Work order:
Repeat the listing in full, exactly as it stands.

___

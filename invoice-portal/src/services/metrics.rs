use metrics_exporter_prometheus::{PrometheusBuilder, PrometheusHandle};
use prometheus::{Encoder, IntCounterVec, Opts, Registry, TextEncoder};
use std::sync::OnceLock;

/// Workflow counters, exported next to the HTTP metrics recorded by the
/// shared middleware.
pub struct PortalMetrics {
    registry: Registry,
    transitions: IntCounterVec,
    uploads: IntCounterVec,
    exports: IntCounterVec,
}

static METRICS: OnceLock<Option<PortalMetrics>> = OnceLock::new();
static RECORDER: OnceLock<Option<PrometheusHandle>> = OnceLock::new();

impl PortalMetrics {
    fn build() -> Result<Self, prometheus::Error> {
        let registry = Registry::new();

        let transitions = IntCounterVec::new(
            Opts::new(
                "invoice_transitions_total",
                "Lifecycle actions requested through the portal",
            ),
            &["action", "outcome"],
        )?;
        let uploads = IntCounterVec::new(
            Opts::new("pdf_uploads_total", "PDF files handled by the uploader"),
            &["field", "outcome"],
        )?;
        let exports = IntCounterVec::new(
            Opts::new("exports_total", "Spreadsheet and CSV exports produced"),
            &["kind"],
        )?;

        registry.register(Box::new(transitions.clone()))?;
        registry.register(Box::new(uploads.clone()))?;
        registry.register(Box::new(exports.clone()))?;

        Ok(Self {
            registry,
            transitions,
            uploads,
            exports,
        })
    }
}

/// Install the `metrics` recorder and the workflow registry. Safe to call
/// more than once.
pub fn init_metrics() {
    RECORDER.get_or_init(|| match PrometheusBuilder::new().install_recorder() {
        Ok(handle) => Some(handle),
        Err(e) => {
            tracing::warn!(error = %e, "Prometheus recorder not installed");
            None
        }
    });
    METRICS.get_or_init(|| match PortalMetrics::build() {
        Ok(metrics) => Some(metrics),
        Err(e) => {
            tracing::warn!(error = %e, "Workflow metrics not registered");
            None
        }
    });
}

fn portal_metrics() -> Option<&'static PortalMetrics> {
    METRICS.get().and_then(Option::as_ref)
}

pub fn record_transition(action: &str, outcome: &str) {
    if let Some(m) = portal_metrics() {
        m.transitions.with_label_values(&[action, outcome]).inc();
    }
}

pub fn record_upload(field: &str, outcome: &str) {
    if let Some(m) = portal_metrics() {
        m.uploads.with_label_values(&[field, outcome]).inc();
    }
}

pub fn record_export(kind: &str) {
    if let Some(m) = portal_metrics() {
        m.exports.with_label_values(&[kind]).inc();
    }
}

/// Prometheus text exposition of everything recorded so far.
pub fn get_metrics() -> String {
    let mut output = RECORDER
        .get()
        .and_then(Option::as_ref)
        .map(PrometheusHandle::render)
        .unwrap_or_default();

    if let Some(m) = portal_metrics() {
        let mut buffer = Vec::new();
        match TextEncoder::new().encode(&m.registry.gather(), &mut buffer) {
            Ok(()) => output.push_str(&String::from_utf8_lossy(&buffer)),
            Err(e) => tracing::error!(error = %e, "Failed to encode workflow metrics"),
        }
    }

    output
}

___

Expected answer:
filename invoice-portal/src/services/metrics.rs
use metrics_exporter_prometheus::{PrometheusBuilder, PrometheusHandle};
use prometheus::{Encoder, IntCounterVec, Opts, Registry, TextEncoder};
use std::sync::OnceLock;

/// Workflow counters, exported next to the HTTP metrics recorded by the
/// shared middleware.
pub struct PortalMetrics {
    registry: Registry,
    transitions: IntCounterVec,
    uploads: IntCounterVec,
    exports: IntCounterVec,
}

static METRICS: OnceLock<Option<PortalMetrics>> = OnceLock::new();
static RECORDER: OnceLock<Option<PrometheusHandle>> = OnceLock::new();

impl PortalMetrics {
    fn build() -> Result<Self, prometheus::Error> {
        let registry = Registry::new();

        let transitions = IntCounterVec::new(
            Opts::new(
                "invoice_transitions_total",
                "Lifecycle actions requested through the portal",
            ),
            &["action", "outcome"],
        )?;
        let uploads = IntCounterVec::new(
            Opts::new("pdf_uploads_total", "PDF files handled by the uploader"),
            &["field", "outcome"],
        )?;
        let exports = IntCounterVec::new(
            Opts::new("exports_total", "Spreadsheet and CSV exports produced"),
            &["kind"],
        )?;

        registry.register(Box::new(transitions.clone()))?;
        registry.register(Box::new(uploads.clone()))?;
        registry.register(Box::new(exports.clone()))?;

        Ok(Self {
            registry,
            transitions,
            uploads,
            exports,
        })
    }
}

/// Install the `metrics` recorder and the workflow registry. Safe to call
/// more than once.
pub fn init_metrics() {
    RECORDER.get_or_init(|| match PrometheusBuilder::new().install_recorder() {
        Ok(handle) => Some(handle),
        Err(e) => {
            tracing::warn!(error = %e, "Prometheus recorder not installed");
            None
        }
    });
    METRICS.get_or_init(|| match PortalMetrics::build() {
        Ok(metrics) => Some(metrics),
        Err(e) => {
            tracing::warn!(error = %e, "Workflow metrics not registered");
            None
        }
    });
}

fn portal_metrics() -> Option<&'static PortalMetrics> {
    METRICS.get().and_then(Option::as_ref)
}

pub fn record_transition(action: &str, outcome: &str) {
    if let Some(m) = portal_metrics() {
        m.transitions.with_label_values(&[action, outcome]).inc();
    }
}

pub fn record_upload(field: &str, outcome: &str) {
    if let Some(m) = portal_metrics() {
        m.uploads.with_label_values(&[field, outcome]).inc();
    }
}

pub fn record_export(kind: &str) {
    if let Some(m) = portal_metrics() {
        m.exports.with_label_values(&[kind]).inc();
    }
}

/// Prometheus text exposition of everything recorded so far.
pub fn get_metrics() -> String {
    let mut output = RECORDER
        .get()
        .and_then(Option::as_ref)
        .map(PrometheusHandle::render)
        .unwrap_or_default();

    if let Some(m) = portal_metrics() {
        let mut buffer = Vec::new();
        match TextEncoder::new().encode(&m.registry.gather(), &mut buffer) {
            Ok(()) => output.push_str(&String::from_utf8_lossy(&buffer)),
            Err(e) => tracing::error!(error = %e, "Failed to encode workflow metrics"),
        }
    }

    output
}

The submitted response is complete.